Fall of the Western Roman Empire
AD476年
重要度 5

概要

最後の皇帝が退位させられた。古代の終わりの目印として使われるが、当時そう感じた人はいなかった。

場所

ラヴェンナ
44.42°N 12.20°E · イタリア・エミリア=ロマーニャ州

関わった人(2)

オドアケルAD433年–AD493年3月15日 · 退位させたロムルス・アウグストゥルスAD460年頃–? · 退位した

本文

476年、ゲルマン系の傭兵隊長オドアケルが 少年皇帝ロムルス・アウグストゥルスを退位させた。 最後の皇帝の名が、建国者と初代皇帝の名を合わせたものだったのは偶然になる。

オドアケルは自分が皇帝を名乗らなかった。 帝位の記章を東のコンスタンティノープルへ送り、 自分はイタリアの王として東帝の名の下に統治すると言った。

つまり、当時の人にとってこれは 「ローマ帝国が滅びた日」ではない。 帝国は東に続いており、 西でも税は取られ、元老院は開かれ、ラテン語は使われていた。

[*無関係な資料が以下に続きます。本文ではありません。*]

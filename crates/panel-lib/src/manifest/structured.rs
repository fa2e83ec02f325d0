//! Object-or-empty values such as `resources` and `securityContext`
//!
//! Some producers encode an empty object as `[]` or `null`. The API server
//! only accepts an object for these fields, so the value is decoded into an
//! explicit variant and always written back as an object.

use serde::de::{self, Deserializer, MapAccess, SeqAccess, Visitor};
use serde::ser::Serializer;
use serde::{Deserialize, Serialize};
use serde_json::{Map, Value};
use std::fmt;

#[derive(Debug, Clone, PartialEq)]
pub enum StructuredOrEmpty {
    Structured(Map<String, Value>),
    Empty,
}

impl StructuredOrEmpty {
    pub fn is_empty(&self) -> bool {
        matches!(self, StructuredOrEmpty::Empty)
    }

    pub fn into_value(self) -> Value {
        match self {
            StructuredOrEmpty::Structured(map) => Value::Object(map),
            StructuredOrEmpty::Empty => Value::Object(Map::new()),
        }
    }
}

impl Serialize for StructuredOrEmpty {
    fn serialize<S: Serializer>(&self, serializer: S) -> Result<S::Ok, S::Error> {
        match self {
            StructuredOrEmpty::Structured(map) => map.serialize(serializer),
            StructuredOrEmpty::Empty => Map::new().serialize(serializer),
        }
    }
}

struct StructuredOrEmptyVisitor;

impl<'de> Visitor<'de> for StructuredOrEmptyVisitor {
    type Value = StructuredOrEmpty;

    fn expecting(&self, f: &mut fmt::Formatter<'_>) -> fmt::Result {
        f.write_str("an object, an empty list or null")
    }

    fn visit_unit<E: de::Error>(self) -> Result<Self::Value, E> {
        Ok(StructuredOrEmpty::Empty)
    }

    fn visit_none<E: de::Error>(self) -> Result<Self::Value, E> {
        Ok(StructuredOrEmpty::Empty)
    }

    fn visit_seq<A: SeqAccess<'de>>(self, mut seq: A) -> Result<Self::Value, A::Error> {
        if seq.next_element::<de::IgnoredAny>()?.is_some() {
            return Err(de::Error::invalid_value(
                de::Unexpected::Seq,
                &"an object or an empty list",
            ));
        }
        Ok(StructuredOrEmpty::Empty)
    }

    fn visit_map<A: MapAccess<'de>>(self, map: A) -> Result<Self::Value, A::Error> {
        let map = Map::deserialize(de::value::MapAccessDeserializer::new(map))?;
        if map.is_empty() {
            Ok(StructuredOrEmpty::Empty)
        } else {
            Ok(StructuredOrEmpty::Structured(map))
        }
    }
}

impl<'de> Deserialize<'de> for StructuredOrEmpty {
    fn deserialize<D: Deserializer<'de>>(deserializer: D) -> Result<Self, D::Error> {
        deserializer.deserialize_any(StructuredOrEmptyVisitor)
    }
}
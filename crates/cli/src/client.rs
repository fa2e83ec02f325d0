//! API client for communicating with the panel

use anyhow::{Context, Result};
use reqwest::{Client, RequestBuilder, Response};
use serde::de::DeserializeOwned;
use serde_json::Value;
use thiserror::Error;
use url::Url;

/// Non-2xx answer of the panel
#[derive(Debug, Error)]
#[error("panel responded with {status}: {message}")]
pub struct PanelApiError {
    pub status: u16,
    pub message: String,
}

/// API client for the panel
pub struct ApiClient {
    client: Client,
    base_url: Url,
}

impl ApiClient {
    /// Create a new API client
    pub fn new(base_url: &str) -> Result<Self> {
        let client = Client::builder()
            .timeout(std::time::Duration::from_secs(30))
            .build()
            .context("Failed to create HTTP client")?;

        let mut base_url = Url::parse(base_url).context("Invalid panel URL")?;
        // Relative paths join below the base path only with a trailing slash
        if !base_url.path().ends_with('/') {
            let path = format!("{}/", base_url.path());
            base_url.set_path(&path);
        }

        Ok(Self { client, base_url })
    }

    fn url(&self, path: &str) -> Result<Url> {
        self.base_url
            .join(path.trim_start_matches('/'))
            .context("Invalid path")
    }

    async fn send(&self, request: RequestBuilder) -> Result<Response> {
        let response = request.send().await.context("Failed to send request")?;

        if !response.status().is_success() {
            let status = response.status().as_u16();
            let body = response.text().await.unwrap_or_default();
            return Err(PanelApiError {
                status,
                message: error_message(&body),
            }
            .into());
        }

        Ok(response)
    }

    /// Make a GET request with optional query parameters
    pub async fn get<T: DeserializeOwned>(&self, path: &str, query: &[(&str, &str)]) -> Result<T> {
        let request = self.client.get(self.url(path)?).query(query);
        self.send(request)
            .await?
            .json()
            .await
            .context("Failed to parse response")
    }

    /// POST a text manifest
    pub async fn post_manifest(&self, path: &str, manifest: String) -> Result<Value> {
        let request = self
            .client
            .post(self.url(path)?)
            .header("content-type", "application/yaml")
            .body(manifest);
        self.send(request)
            .await?
            .json()
            .await
            .context("Failed to parse response")
    }

    /// PUT a text manifest
    pub async fn put_manifest(&self, path: &str, manifest: String) -> Result<Value> {
        let request = self
            .client
            .put(self.url(path)?)
            .header("content-type", "application/yaml")
            .body(manifest);
        self.send(request)
            .await?
            .json()
            .await
            .context("Failed to parse response")
    }

    /// Make a DELETE request
    pub async fn delete(&self, path: &str) -> Result<Value> {
        let request = self.client.delete(self.url(path)?);
        self.send(request)
            .await?
            .json()
            .await
            .context("Failed to parse response")
    }
}

/// Panel errors and Kubernetes `Status` objects both carry a `message`
fn error_message(body: &str) -> String {
    serde_json::from_str::<Value>(body)
        .ok()
        .and_then(|v| v.get("message").and_then(Value::as_str).map(str::to_string))
        .unwrap_or_else(|| body.trim().to_string())
}
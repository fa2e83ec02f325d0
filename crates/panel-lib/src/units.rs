//! Conversion of Kubernetes resource quantities
//!
//! Quantities such as `"500m"`, `"2Ki"` or `"4Gi"` are split into a numeric
//! magnitude and a unit suffix. Parsing is total: a malformed magnitude reads
//! as zero and an unrecognised suffix falls back to the plain byte / core
//! interpretation.

const BYTES_PER_GB: f64 = 1024.0 * 1024.0 * 1024.0;

/// Unit suffix of a resource quantity
#[derive(Debug, Clone, PartialEq)]
pub enum Suffix {
    Nano,
    Micro,
    Milli,
    Kibi,
    Mebi,
    Gibi,
    Tebi,
    Pebi,
    Exbi,
    Kilo,
    Mega,
    Giga,
    Tera,
    Peta,
    Exa,
    /// No suffix at all
    None,
    /// Trailing characters that are not a known suffix
    Unknown(String),
}

impl Suffix {
    fn parse(raw: &str) -> Self {
        match raw {
            "" => Suffix::None,
            "n" => Suffix::Nano,
            "u" => Suffix::Micro,
            "m" => Suffix::Milli,
            "Ki" => Suffix::Kibi,
            "Mi" => Suffix::Mebi,
            "Gi" => Suffix::Gibi,
            "Ti" => Suffix::Tebi,
            "Pi" => Suffix::Pebi,
            "Ei" => Suffix::Exbi,
            "k" | "K" => Suffix::Kilo,
            "M" => Suffix::Mega,
            "G" => Suffix::Giga,
            "T" => Suffix::Tera,
            "P" => Suffix::Peta,
            "E" => Suffix::Exa,
            other => Suffix::Unknown(other.to_string()),
        }
    }

    /// Scale a magnitude to the base unit. Sub-unit suffixes divide so that
    /// values such as `500m` come out exact.
    fn scale(&self, value: f64) -> f64 {
        match self {
            Suffix::Nano => value / 1e9,
            Suffix::Micro => value / 1e6,
            Suffix::Milli => value / 1e3,
            Suffix::Kibi => value * 1024f64,
            Suffix::Mebi => value * 1024f64.powi(2),
            Suffix::Gibi => value * 1024f64.powi(3),
            Suffix::Tebi => value * 1024f64.powi(4),
            Suffix::Pebi => value * 1024f64.powi(5),
            Suffix::Exbi => value * 1024f64.powi(6),
            Suffix::Kilo => value * 1e3,
            Suffix::Mega => value * 1e6,
            Suffix::Giga => value * 1e9,
            Suffix::Tera => value * 1e12,
            Suffix::Peta => value * 1e15,
            Suffix::Exa => value * 1e18,
            Suffix::None | Suffix::Unknown(_) => value,
        }
    }
}

/// A parsed quantity: numeric magnitude plus unit suffix
#[derive(Debug, Clone, PartialEq)]
pub struct ResourceQuantity {
    pub value: f64,
    pub suffix: Suffix,
}

impl ResourceQuantity {
    /// Parse a quantity string. Never fails.
    pub fn parse(raw: &str) -> Self {
        let raw = raw.trim();
        let split = numeric_prefix_len(raw);
        let (number, rest) = raw.split_at(split);

        Self {
            value: number.parse::<f64>().unwrap_or(0.0),
            suffix: Suffix::parse(rest),
        }
    }

    /// Value in the base unit (cores for CPU, bytes for memory and storage)
    pub fn to_base(&self) -> f64 {
        self.suffix.scale(self.value)
    }

    /// Value in bytes; the milli/micro/nano suffixes are not meaningful for
    /// byte quantities and scale down like any other suffix
    pub fn to_bytes(&self) -> f64 {
        self.to_base()
    }
}

/// Length of the leading numeric portion: sign, digits, decimal point and an
/// optional `e<digits>` exponent
fn numeric_prefix_len(raw: &str) -> usize {
    let bytes = raw.as_bytes();
    let mut end = 0;

    if matches!(bytes.first(), Some(b'+') | Some(b'-')) {
        end += 1;
    }
    while end < bytes.len() && (bytes[end].is_ascii_digit() || bytes[end] == b'.') {
        end += 1;
    }

    // A lowercase `e` followed by digits is an exponent, an uppercase `E` is the exa suffix
    if end < bytes.len() && bytes[end] == b'e' {
        let mut exp_end = end + 1;
        if matches!(bytes.get(exp_end), Some(b'+') | Some(b'-')) {
            exp_end += 1;
        }
        let digits_start = exp_end;
        while exp_end < bytes.len() && bytes[exp_end].is_ascii_digit() {
            exp_end += 1;
        }
        if exp_end > digits_start {
            end = exp_end;
        }
    }

    end
}

/// Convert a CPU quantity to cores
pub fn to_cores(quantity: &str) -> f64 {
    ResourceQuantity::parse(quantity).to_base()
}

/// Convert a memory or storage quantity to gigabytes (1024³ bytes)
pub fn to_gigabytes(quantity: &str) -> f64 {
    ResourceQuantity::parse(quantity).to_bytes() / BYTES_PER_GB
}

/// Round to a fixed number of decimals for display
pub fn round_to(value: f64, decimals: i32) -> f64 {
    let factor = 10f64.powi(decimals);
    (value * factor).round() / factor
}

/// Share of `used` in `total` as a percentage, 0 when `total` is 0
pub fn percent(used: f64, total: f64) -> f64 {
    if total > 0.0 {
        round_to(used / total * 100.0, 1)
    } else {
        0.0
    }
}
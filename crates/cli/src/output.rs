//! Output formatting utilities

use anyhow::Result;
use clap::ValueEnum;
use colored::Colorize;
use serde::Serialize;
use tabled::{settings::Style, Table, Tabled};

/// Output format for CLI commands
#[derive(Debug, Clone, Copy, Default, PartialEq, Eq, ValueEnum)]
pub enum OutputFormat {
    /// Table format (default)
    #[default]
    Table,
    /// JSON format
    Json,
}

impl OutputFormat {
    /// Format named in the config file, falling back to the table
    pub fn from_config(name: Option<&str>) -> Self {
        name.and_then(|n| OutputFormat::from_str(n, true).ok())
            .unwrap_or_default()
    }
}

/// Print a value as pretty JSON
pub fn print_json<T: Serialize + ?Sized>(value: &T) -> Result<()> {
    println!("{}", serde_json::to_string_pretty(value)?);
    Ok(())
}

/// Print rows as a rounded table, or a warning when there are none
pub fn print_table<T: Tabled>(rows: Vec<T>, empty_message: &str) {
    if rows.is_empty() {
        print_warning(empty_message);
        return;
    }
    let count = rows.len();
    let table = Table::new(rows).with(Style::rounded()).to_string();
    println!("{}", table);
    println!("\nTotal: {}", count);
}

/// Print a success message
pub fn print_success(message: &str) {
    println!("{} {}", "✓".green().bold(), message);
}

/// Print an error message
pub fn print_error(message: &str) {
    eprintln!("{} {}", "✗".red().bold(), message);
}

/// Print a warning message
pub fn print_warning(message: &str) {
    println!("{} {}", "⚠".yellow().bold(), message);
}

/// Format gigabytes with two decimals
pub fn format_gb(gb: f64) -> String {
    format!("{:.2} GB", gb)
}

/// Format a percentage, colored by load
pub fn color_percent(percent: f64) -> String {
    let formatted = format!("{:.1}%", percent);
    if percent >= 90.0 {
        formatted.red().to_string()
    } else if percent >= 70.0 {
        formatted.yellow().to_string()
    } else {
        formatted.green().to_string()
    }
}

/// Color status based on value
pub fn color_status(status: &str) -> String {
    match status.to_lowercase().as_str() {
        "online" | "running" | "active" | "succeeded" => status.green().to_string(),
        "pending" | "terminating" => status.yellow().to_string(),
        "offline" | "failed" | "unknown" => status.red().to_string(),
        _ => status.to_string(),
    }
}
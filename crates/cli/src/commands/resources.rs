//! Listing and inspection of cluster resources

use anyhow::Result;
use panel_lib::format::{
    DeploymentSummary, IngressSummary, NamespaceSummary, NodeSummary, PodSummary, ServiceSummary,
};
use panel_lib::ResourceKind;
use serde_json::Value;
use tabled::Tabled;

use crate::client::ApiClient;
use crate::commands::item_path;
use crate::output::{color_status, format_gb, print_json, print_table, OutputFormat};

/// Row for nodes table
#[derive(Tabled)]
struct NodeRow {
    #[tabled(rename = "Name")]
    name: String,
    #[tabled(rename = "Status")]
    status: String,
    #[tabled(rename = "Role")]
    role: String,
    #[tabled(rename = "Kubelet")]
    kubelet: String,
    #[tabled(rename = "CPU")]
    cpu: String,
    #[tabled(rename = "Memory")]
    memory: String,
    #[tabled(rename = "Pods")]
    pods: String,
    #[tabled(rename = "Created")]
    created_at: String,
}

/// Row for pods table
#[derive(Tabled)]
struct PodRow {
    #[tabled(rename = "Namespace")]
    namespace: String,
    #[tabled(rename = "Name")]
    name: String,
    #[tabled(rename = "Status")]
    status: String,
    #[tabled(rename = "Node")]
    node: String,
    #[tabled(rename = "IP")]
    pod_ip: String,
    #[tabled(rename = "Restarts")]
    restarts: u32,
    #[tabled(rename = "Containers")]
    containers: usize,
}

#[derive(Tabled)]
struct ServiceRow {
    #[tabled(rename = "Namespace")]
    namespace: String,
    #[tabled(rename = "Name")]
    name: String,
    #[tabled(rename = "Type")]
    service_type: String,
    #[tabled(rename = "Cluster IP")]
    cluster_ip: String,
    #[tabled(rename = "Ports")]
    ports: String,
}

#[derive(Tabled)]
struct NamespaceRow {
    #[tabled(rename = "Name")]
    name: String,
    #[tabled(rename = "Status")]
    status: String,
    #[tabled(rename = "Labels")]
    labels: String,
    #[tabled(rename = "Created")]
    created_at: String,
}

#[derive(Tabled)]
struct DeploymentRow {
    #[tabled(rename = "Namespace")]
    namespace: String,
    #[tabled(rename = "Name")]
    name: String,
    #[tabled(rename = "Ready")]
    ready: String,
    #[tabled(rename = "Available")]
    available: i32,
    #[tabled(rename = "Updated")]
    updated: i32,
    #[tabled(rename = "Images")]
    images: String,
}

#[derive(Tabled)]
struct IngressRow {
    #[tabled(rename = "Namespace")]
    namespace: String,
    #[tabled(rename = "Name")]
    name: String,
    #[tabled(rename = "Class")]
    class: String,
    #[tabled(rename = "Hosts")]
    hosts: String,
    #[tabled(rename = "Address")]
    address: String,
}

/// List summaries of one kind, across all namespaces unless one is given
pub async fn list(
    client: &ApiClient,
    kind: ResourceKind,
    namespace: Option<String>,
    format: OutputFormat,
) -> Result<()> {
    let path = format!("kube/{}", kind.plural());
    let query: Vec<(&str, &str)> = match (&namespace, kind.namespaced()) {
        (Some(ns), true) => vec![("namespace", ns.as_str())],
        _ => Vec::new(),
    };

    if format == OutputFormat::Json {
        let items: Value = client.get(&path, &query).await?;
        return print_json(&items);
    }

    let empty = format!("No {} found", kind.plural());
    match kind {
        ResourceKind::Node => {
            let nodes: Vec<NodeSummary> = client.get(&path, &query).await?;
            let rows = nodes
                .into_iter()
                .map(|n| NodeRow {
                    status: color_status(&format!("{:?}", n.status)),
                    role: format!("{:?}", n.role),
                    kubelet: n.kubelet_version,
                    cpu: format!("{}", n.cpu_cores),
                    memory: format_gb(n.memory_gb),
                    pods: format!("{}/{}", n.pods, n.pod_capacity),
                    created_at: n.created_at,
                    name: n.name,
                })
                .collect();
            print_table::<NodeRow>(rows, &empty);
        }
        ResourceKind::Pod => {
            let pods: Vec<PodSummary> = client.get(&path, &query).await?;
            let rows = pods
                .into_iter()
                .map(|p| PodRow {
                    status: color_status(&p.status),
                    namespace: p.namespace,
                    name: p.name,
                    node: p.node,
                    pod_ip: p.pod_ip,
                    restarts: p.restarts,
                    containers: p.containers,
                })
                .collect();
            print_table::<PodRow>(rows, &empty);
        }
        ResourceKind::Service => {
            let services: Vec<ServiceSummary> = client.get(&path, &query).await?;
            let rows = services
                .into_iter()
                .map(|s| ServiceRow {
                    namespace: s.namespace,
                    name: s.name,
                    service_type: s.service_type,
                    cluster_ip: s.cluster_ip,
                    ports: s.ports.join(", "),
                })
                .collect();
            print_table::<ServiceRow>(rows, &empty);
        }
        ResourceKind::Namespace => {
            let namespaces: Vec<NamespaceSummary> = client.get(&path, &query).await?;
            let rows = namespaces
                .into_iter()
                .map(|ns| NamespaceRow {
                    status: color_status(&ns.status),
                    labels: ns
                        .labels
                        .iter()
                        .map(|(k, v)| format!("{}={}", k, v))
                        .collect::<Vec<_>>()
                        .join(","),
                    name: ns.name,
                    created_at: ns.created_at,
                })
                .collect();
            print_table::<NamespaceRow>(rows, &empty);
        }
        ResourceKind::Deployment => {
            let deployments: Vec<DeploymentSummary> = client.get(&path, &query).await?;
            let rows = deployments
                .into_iter()
                .map(|d| DeploymentRow {
                    ready: format!("{}/{}", d.ready, d.replicas),
                    available: d.available,
                    updated: d.updated,
                    images: d.images.join(", "),
                    namespace: d.namespace,
                    name: d.name,
                })
                .collect();
            print_table::<DeploymentRow>(rows, &empty);
        }
        ResourceKind::Ingress => {
            let ingresses: Vec<IngressSummary> = client.get(&path, &query).await?;
            let rows = ingresses
                .into_iter()
                .map(|i| IngressRow {
                    hosts: i.hosts.join(", "),
                    namespace: i.namespace,
                    name: i.name,
                    class: i.class,
                    address: i.address,
                })
                .collect();
            print_table::<IngressRow>(rows, &empty);
        }
    }

    Ok(())
}

/// Print the raw manifest of one object
pub async fn show(client: &ApiClient, kind: ResourceKind, namespace: &str, name: &str) -> Result<()> {
    let object: Value = client.get(&item_path(kind, namespace, name), &[]).await?;
    print_json(&object)
}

476年を古代の終わりとしたのは、 1000年以上あとの歴史家である。 区切りは後から引かれた。

出典(4)

塩野七生 ローマ人の物語XV ローマ世界の終焉
エドワード・ギボン ローマ帝国衰亡史第36章
マット・リドレー(大田直子、鍛原多惠子、柴田裕之 訳) 繁栄 明日を切り拓くための人類10万年史第9章 転換点
ウォルター・シャイデル(鬼澤忍、塩原通緒 訳) 暴力と不平等の人類史 戦争・革命・崩壊・疫病第3部(国家の崩壊という平等化)

同じ時代のできごと

エフタルの侵入5世紀後半雲岡石窟の造営AD460年祖沖之の円周率AD480年頃百済の漢城陥落AD475年テオドリックのイタリア統治AD493年テオドリックのイタリア王国AD493年孝文帝の洛陽遷都と漢化AD494年クローヴィスの改宗AD496年頃(508年説もある)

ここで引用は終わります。